-- INFORMATION follows --
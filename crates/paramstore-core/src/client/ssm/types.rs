//! SSM `GetParameters` wire types (AWS JSON 1.1 protocol)

use serde::{Deserialize, Serialize};

#[derive(Debug, Clone, PartialEq, Eq, Serialize)]
#[serde(rename_all = "PascalCase")]
pub struct GetParametersRequest {
    pub names: Vec<String>,
    pub with_decryption: bool,
}

impl GetParametersRequest {
    /// Request for `names` with SecureString decryption enabled
    pub fn new(names: Vec<String>) -> Self {
        Self {
            names,
            with_decryption: true,
        }
    }
}

#[derive(Debug, Clone, Default, PartialEq, Deserialize)]
#[serde(rename_all = "PascalCase")]
pub struct GetParametersResponse {
    #[serde(default)]
    pub parameters: Vec<Parameter>,
    /// Requested names the store does not hold
    #[serde(default)]
    pub invalid_parameters: Vec<String>,
}

#[derive(Debug, Clone, PartialEq, Deserialize)]
#[serde(rename_all = "PascalCase")]
pub struct Parameter {
    pub name: String,
    pub value: String,
    #[serde(default, rename = "Type")]
    pub kind: Option<String>,
    #[serde(default)]
    pub version: Option<i64>,
    #[serde(default, rename = "ARN")]
    pub arn: Option<String>,
    #[serde(default)]
    pub data_type: Option<String>,
}

/// Error body returned with non-2xx responses
#[derive(Debug, Clone, Default, Deserialize)]
pub(crate) struct ErrorBody {
    #[serde(default, rename = "__type")]
    pub kind: Option<String>,
    #[serde(default, alias = "Message")]
    pub message: Option<String>,
}

impl ErrorBody {
    /// Error code without the `namespace#` prefix some services add
    pub fn code(&self) -> &str {
        match self.kind.as_deref() {
            Some(kind) => kind.rsplit('#').next().unwrap_or(kind),
            None => "UnknownError",
        }
    }
}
-- INFORMATION concluded --
TASK OBJECTIVE:
Wherever the word "Deserialize" appears in a line of the data above, copy that line.

TASK OUTPUT:
use serde::{Deserialize, Serialize};
#[derive(Debug, Clone, Default, PartialEq, Deserialize)]
#[derive(Debug, Clone, PartialEq, Deserialize)]
#[derive(Debug, Clone, Default, Deserialize)]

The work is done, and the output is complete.